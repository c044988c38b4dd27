//! IR construction errors
//!
//! Every variant is a misuse of the builder or the function arena by the
//! compiler itself, so all of them map to internal compiler errors.

use egen_common::{BlockId, CompilerError, ValueId};
use thiserror::Error;

#[derive(Debug, Error, Clone, PartialEq)]
pub enum IrError {
    #[error("no insertion point in function '{function}'")]
    NoInsertionPoint { function: String },

    #[error("block bb{block} not found in function '{function}'")]
    BlockNotFound { function: String, block: BlockId },

    #[error("value %{value} not found in function '{function}'")]
    ValueNotFound { function: String, value: ValueId },

    #[error("block bb{block} is already terminated")]
    BlockTerminated { block: BlockId },

    #[error("cannot erase the entry block of '{function}'")]
    EraseEntryBlock { function: String },

    #[error("value %{value} of type {ty} is not callable")]
    NotCallable { value: ValueId, ty: String },

    #[error("'{name}' is declared as {found}, expected {expected}")]
    SignatureMismatch {
        name: String,
        found: String,
        expected: String,
    },
}

impl From<IrError> for CompilerError {
    fn from(err: IrError) -> Self {
        CompilerError::InternalError {
            message: err.to_string(),
        }
    }
}
fn check_block_args(
    function: &Function,
    block: BlockId,
    target: BlockId,
    arg_types: &[IrType],
) -> Result<(), VerifyErrorKind> {
    let params = function
        .get_block(target)
        .map(|b| b.params.as_slice())
        .unwrap_or_default();
    if params.len() != arg_types.len() {
        return Err(VerifyErrorKind::ArgumentCountMismatch {
            block,
            target,
            given: arg_types.len(),
            expected: params.len(),
        });
    }
    for (param, arg_type) in params.iter().zip(arg_types) {
        expect_type(function, *param, arg_type)?;
    }
    Ok(())
}

fn check_terminator(function: &Function, block: BlockId, instr: &Instruction) -> Result<(), VerifyErrorKind> {
    match instr {
        Instruction::Return(value) => expect_type(function, *value, &function.result_type),
        Instruction::Branch { target, args } => {
            let arg_types: Vec<IrType> = args
                .iter()
                .map(|arg| type_of(function, *arg).cloned().unwrap_or(IrType::Never))
                .collect();
            check_block_args(function, block, *target, &arg_types)
        }
        Instruction::CondBranch { true_target, false_target, .. } => {
            check_block_args(function, block, *true_target, &[])?;
            check_block_args(function, block, *false_target, &[])
        }
        Instruction::TryApply { callee, args, normal, error, error_buffer } => {
            let callee_type = check_callee(function, block, *callee, args)?;
            let result = callee_type.function_result().cloned().unwrap_or(IrType::EmptyTuple);
            check_block_args(function, block, *normal, &[result])?;
            let error_type = callee_type.function_error().cloned().unwrap_or(IrType::ErrorExistential);
            match error_buffer {
                Some(buffer) => {
                    expect_type(function, *buffer, &IrType::address_of(error_type))?;
                    check_block_args(function, block, *error, &[])
                }
                None => check_block_args(function, block, *error, &[error_type]),
            }
        }
        _ => Ok(()),
    }
}

#[derive(Debug, Clone, Copy, PartialEq, Eq, Hash)]
enum Liveness {
    Live,
    Consumed,
}

fn check_ownership(function: &Function, defs: &DefPositions) -> Result<(), VerifyErrorKind> {
    let mut owned: Vec<ValueId> = defs
        .keys()
        .copied()
        .filter(|value| {
            function
                .value(*value)
                .is_some_and(|info| info.ownership == OwnershipKind::Owned)
        })
        .collect();
    owned.sort_unstable();

    for value in owned {
        let (block, start) = defs[&value];
        check_value_lifetime(function, value, block, start)?;
    }
    Ok(())
}

fn check_value_lifetime(
    function: &Function,
    value: ValueId,
    def_block: BlockId,
    def_start: usize,
) -> Result<(), VerifyErrorKind> {
    let mut worklist = VecDeque::from([(def_block, def_start, Liveness::Live)]);
    let mut visited = HashSet::new();

    while let Some((block_id, start, mut state)) = worklist.pop_front() {
        let Some(block) = function.get_block(block_id) else {
            continue;
        };
        for instr in &block.instructions[start..] {
            let mut consumes = 0;
            for (operand, role) in instr.operands() {
                if operand != value {
                    continue;
                }
                if state == Liveness::Consumed {
                    return Err(VerifyErrorKind::UseAfterConsume { block: block_id, value });
                }
                if role == OperandRole::Consume {
                    consumes += 1;
                }
            }
            if consumes > 1 {
                return Err(VerifyErrorKind::DoubleConsume { block: block_id, value });
            }
            if consumes == 1 {
                state = Liveness::Consumed;
            }
        }

        match block.terminator() {
            Some(Instruction::Return(_)) if state == Liveness::Live => {
                return Err(VerifyErrorKind::LeakedValue { block: block_id, value });
            }
            Some(terminator) => {
                for successor in terminator.successors() {
                    if visited.insert((successor, state)) {
                        worklist.push_back((successor, 0, state));
                    }
                }
            }
            None => {}
        }
    }

    Ok(())
}

#[cfg(test)]
#[path = "verify_tests.rs"]
mod tests;
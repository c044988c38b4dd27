//! Entry-point generator - Intermediate Representation
//!
//! This crate defines the ownership-aware IR the entry-point emitter builds,
//! the builder used to construct it, and the verifier that checks a finished
//! function before it is handed to later phases.

pub mod error;
pub mod ir;
pub mod verify;

pub use error::IrError;
pub use ir::{
    BasicBlock, CallingConvention, Function, Instruction, IrBuilder, IrType, Linkage, Module,
    OperandRole, OwnershipKind, Profiler, ValueDef, ValueInfo,
};
pub use verify::{verify_function, verify_module, VerifyError};
pub use egen_common::{BlockId, ValueId};
//! Source location tracking for diagnostics
//!
//! Locations are attached to declarations and top-level elements so that
//! diagnostics raised while lowering top-level code can point at the
//! offending construct.

use serde::{Deserialize, Serialize};
use std::fmt;

/// A location in a source file (line and column are 1-based)
#[derive(Debug, Clone, PartialEq, Eq, Hash, Serialize, Deserialize)]
pub struct SourceLocation {
    pub filename: String,
    pub line: u32,
    pub column: u32,
}

impl SourceLocation {
    pub fn new(filename: &str, line: u32, column: u32) -> Self {
        Self {
            filename: filename.to_string(),
            line,
            column,
        }
    }

    /// Location used for compiler-synthesized code that has no source position
    pub fn module(filename: &str) -> Self {
        Self::new(filename, 0, 0)
    }

    pub fn dummy() -> Self {
        Self::new("<unknown>", 0, 0)
    }

    pub fn is_synthesized(&self) -> bool {
        self.line == 0
    }
}

impl fmt::Display for SourceLocation {
    fn fmt(&self, f: &mut fmt::Formatter<'_>) -> fmt::Result {
        write!(f, "{}:{}:{}", self.filename, self.line, self.column)
    }
}

/// A span in a source file (from start to end location)
#[derive(Debug, Clone, PartialEq, Eq, Serialize, Deserialize)]
pub struct SourceSpan {
    pub start: SourceLocation,
    pub end: SourceLocation,
}

impl SourceSpan {
    pub fn new(start: SourceLocation, end: SourceLocation) -> Self {
        Self { start, end }
    }

    pub fn from_location(location: SourceLocation) -> Self {
        Self {
            end: location.clone(),
            start: location,
        }
    }

    pub fn dummy() -> Self {
        Self::from_location(SourceLocation::dummy())
    }
}

impl Default for SourceSpan {
    fn default() -> Self {
        Self::dummy()
    }
}

impl fmt::Display for SourceSpan {
    fn fmt(&self, f: &mut fmt::Formatter<'_>) -> fmt::Result {
        if self.start.filename != self.end.filename {
            write!(f, "{} to {}", self.start, self.end)
        } else if self.start.line == self.end.line {
            if self.start.column == self.end.column {
                write!(f, "{}:{}:{}", self.start.filename, self.start.line, self.start.column)
            } else {
                write!(
                    f,
                    "{}:{}:{}-{}",
                    self.start.filename, self.start.line, self.start.column, self.end.column
                )
            }
        } else {
            write!(
                f,
                "{}:{}:{}-{}:{}",
                self.start.filename, self.start.line, self.start.column, self.end.line, self.end.column
            )
        }
    }
}
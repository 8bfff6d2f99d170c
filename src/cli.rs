use std::path::PathBuf;

use clap::{Parser, Subcommand, ValueEnum};

#[derive(Parser)]
#[command(name = "figpaste", about = "Paste clipboard images into documents")]
pub struct Cli {
    #[command(subcommand)]
    pub command: Command,
}

#[derive(Subcommand)]
pub enum Command {
    /// Paste the clipboard into a document, saving images under the assets directory
    Paste {
        /// Document to paste into
        document: PathBuf,

        /// Cursor byte offset (repeatable; only the first receives an image reference)
        #[arg(long = "cursor", value_name = "OFFSET")]
        cursors: Vec<usize>,

        /// Image name, skipping the interactive prompt
        #[arg(long)]
        name: Option<String>,

        /// Override the document's syntax scope (e.g. "text.html.markdown")
        #[arg(long)]
        scope: Option<String>,

        /// Assets directory created next to the document
        #[arg(long, default_value = "figs")]
        assets_dir: String,

        #[command(flatten)]
        clipboard: ClipboardArgs,

        /// Print the updated document instead of saving it
        #[arg(long)]
        stdout: bool,
    },

    /// Exit 0 if the clipboard holds an image, 1 otherwise
    Probe {
        #[command(flatten)]
        clipboard: ClipboardArgs,
    },
}

#[derive(clap::Args)]
pub struct ClipboardArgs {
    /// Clipboard tool family
    #[arg(long, value_enum, default_value_t = BackendArg::Auto)]
    pub backend: BackendArg,

    /// Per-invocation timeout for clipboard tools, in milliseconds
    #[arg(long, default_value_t = 5000)]
    pub timeout_ms: u64,
}

#[derive(Clone, Copy, Debug, PartialEq, Eq, ValueEnum)]
pub enum BackendArg {
    Auto,
    Xclip,
    WlPaste,
    Pngpaste,
}
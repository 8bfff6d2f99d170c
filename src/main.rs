mod assets;
mod cli;
mod clipboard;
mod host;
mod paste;

use std::io::{self, Write};
use std::path::PathBuf;
use std::time::Duration;

use clap::Parser;
use cli::{BackendArg, ClipboardArgs, Cli, Command};
use tracing_subscriber::EnvFilter;

use assets::AssetLayout;
use clipboard::{Backend, ToolClipboard};
use host::{DocumentBuffer, FixedPrompt, TerminalPrompt};
use paste::{ImageSource, PasteError, PasteOutcome};

#[tokio::main]
async fn main() {
    tracing_subscriber::fmt()
        .with_env_filter(EnvFilter::from_default_env())
        .with_writer(io::stderr)
        .init();

    let cli = Cli::parse();

    match cli.command {
        Command::Paste {
            document,
            cursors,
            name,
            scope,
            assets_dir,
            clipboard,
            stdout,
        } => {
            let request = PasteRequest {
                document,
                cursors,
                name,
                scope,
                layout: AssetLayout {
                    dir_name: assets_dir,
                    ..AssetLayout::default()
                },
                clipboard: tool_clipboard(&clipboard),
                stdout,
            };
            if let Err(e) = run_paste(request).await {
                tracing::error!(error = %e, "paste failed");
                eprintln!("figpaste paste: {e}");
                std::process::exit(1);
            }
        }
        Command::Probe { clipboard } => {
            let clipboard = tool_clipboard(&clipboard);
            let has_image = clipboard.probe().await;
            tracing::info!(backend = ?clipboard.backend(), has_image, "probe");
            std::process::exit(if has_image { 0 } else { 1 });
        }
    }
}

struct PasteRequest {
    document: PathBuf,
    cursors: Vec<usize>,
    name: Option<String>,
    scope: Option<String>,
    layout: AssetLayout,
    clipboard: ToolClipboard,
    stdout: bool,
}

fn tool_clipboard(args: &ClipboardArgs) -> ToolClipboard {
    let backend = match args.backend {
        BackendArg::Auto => Backend::detect(),
        BackendArg::Xclip => Backend::Xclip,
        BackendArg::WlPaste => Backend::WlPaste,
        BackendArg::Pngpaste => Backend::Pngpaste,
    };
    ToolClipboard::new(backend, Duration::from_millis(args.timeout_ms))
}

/// Paste into a file-backed document, then save it or print it.
async fn run_paste(req: PasteRequest) -> Result<(), PasteError> {
    let mut buffer = DocumentBuffer::open(&req.document, &req.cursors, req.scope).await?;

    let outcome = match req.name {
        Some(name) => {
            let mut prompt = FixedPrompt::new(name);
            paste::execute(&mut buffer, &req.clipboard, &mut prompt, &req.layout).await?
        }
        None => {
            paste::execute(&mut buffer, &req.clipboard, &mut TerminalPrompt, &req.layout).await?
        }
    };

    if req.stdout {
        let mut out = io::stdout().lock();
        out.write_all(buffer.text().as_bytes())
            .and_then(|()| out.flush())
            .map_err(|source| host::HostError::Io {
                path: PathBuf::from("<stdout>"),
                source,
            })?;
    } else if buffer.is_dirty() {
        buffer.save().await?;
    }

    match outcome {
        PasteOutcome::PastedText => eprintln!("Pasted text"),
        PasteOutcome::Cancelled => eprintln!("Cancelled"),
        PasteOutcome::Inserted(image) => {
            tracing::info!(relative_path = %image.relative_path, "image pasted");
            if let ImageSource::CopiedPath(from) = &image.source {
                eprintln!("Copied {}", from.display());
            }
            eprintln!(
                "Saved {} -> inserted {}",
                image.absolute_path.display(),
                image.payload
            );
        }
    }

    Ok(())
}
----
*REQUIRED WORK*.
Search the data above for the word "PathBuf" and show every line that has it.

*REPLY TO THE EXERCISE*.
use std::path::PathBuf;
        document: PathBuf,
use std::path::PathBuf;
    document: PathBuf,
                path: PathBuf::from("<stdout>"),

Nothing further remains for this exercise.